■ **THE PROBLEM**: Copy out all lines bearing the word "RequestFailed" from the listing below.
===== SUPPLIED RECORDS
//! Turning `(status, body)` pairs into typed results.
//!
//! Kept apart from the transport so the error contract can be checked
//! without a live backend.

use serde::de::DeserializeOwned;
use serde_json::Value;
use tracing::{debug, warn};

use crate::error::ApiError;
use crate::model::{AnalysisResult, AnalyzeResponse};

/// Pass 2xx bodies through, everything else becomes `RequestFailed`.
pub fn check_status(status: u16, body: String) -> Result<String, ApiError> {
    if (200..300).contains(&status) {
        Ok(body)
    } else {
        Err(ApiError::RequestFailed { status, body })
    }
}

pub fn decode_json<T: DeserializeOwned>(body: &str) -> Result<T, ApiError> {
    serde_json::from_str(body).map_err(|e| ApiError::MalformedResponse(e.to_string()))
}

/// `POST /api/analyze` must carry `result.overall_scores`.
pub fn decode_analyze(status: u16, body: String) -> Result<AnalyzeResponse, ApiError> {
    let body = check_status(status, body)?;
    let value: Value = decode_json(&body)?;

    let has_scores = value
        .get("result")
        .and_then(|r| r.get("overall_scores"))
        .is_some_and(Value::is_object);
    if !has_scores {
        warn!("Unexpected analyze response structure: {}", body);
        return Err(ApiError::MalformedResponse(
            "missing result.overall_scores".to_string(),
        ));
    }

    let response: AnalyzeResponse = serde_json::from_value(value)
        .map_err(|e| ApiError::MalformedResponse(e.to_string()))?;
    log_missing_sections(&response.result);
    Ok(response)
}

/// `GET /api/analyses/{id}`; a 404 means the record does not exist.
pub fn decode_detail(id: i64, status: u16, body: String) -> Result<AnalysisResult, ApiError> {
    if status == 404 {
        return Err(ApiError::NotFound { id });
    }
    let body = check_status(status, body)?;
    let result: AnalysisResult = decode_json(&body)?;
    log_missing_sections(&result);
    Ok(result)
}

fn log_missing_sections(result: &AnalysisResult) {
    let missing = result.missing_kpis();
    if !missing.is_empty() {
        let keys: Vec<&str> = missing.into_iter().map(|kpi| kpi.key()).collect();
        debug!("Result has no usable {}", keys.join(", "));
    }
}
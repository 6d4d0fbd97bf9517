fn main() {
    qa_dashboard::start();
}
==========
■ **RESPONSE TO THIS EXERCISE**:
/// Pass 2xx bodies through, everything else becomes `RequestFailed`.
        Err(ApiError::RequestFailed { status, body })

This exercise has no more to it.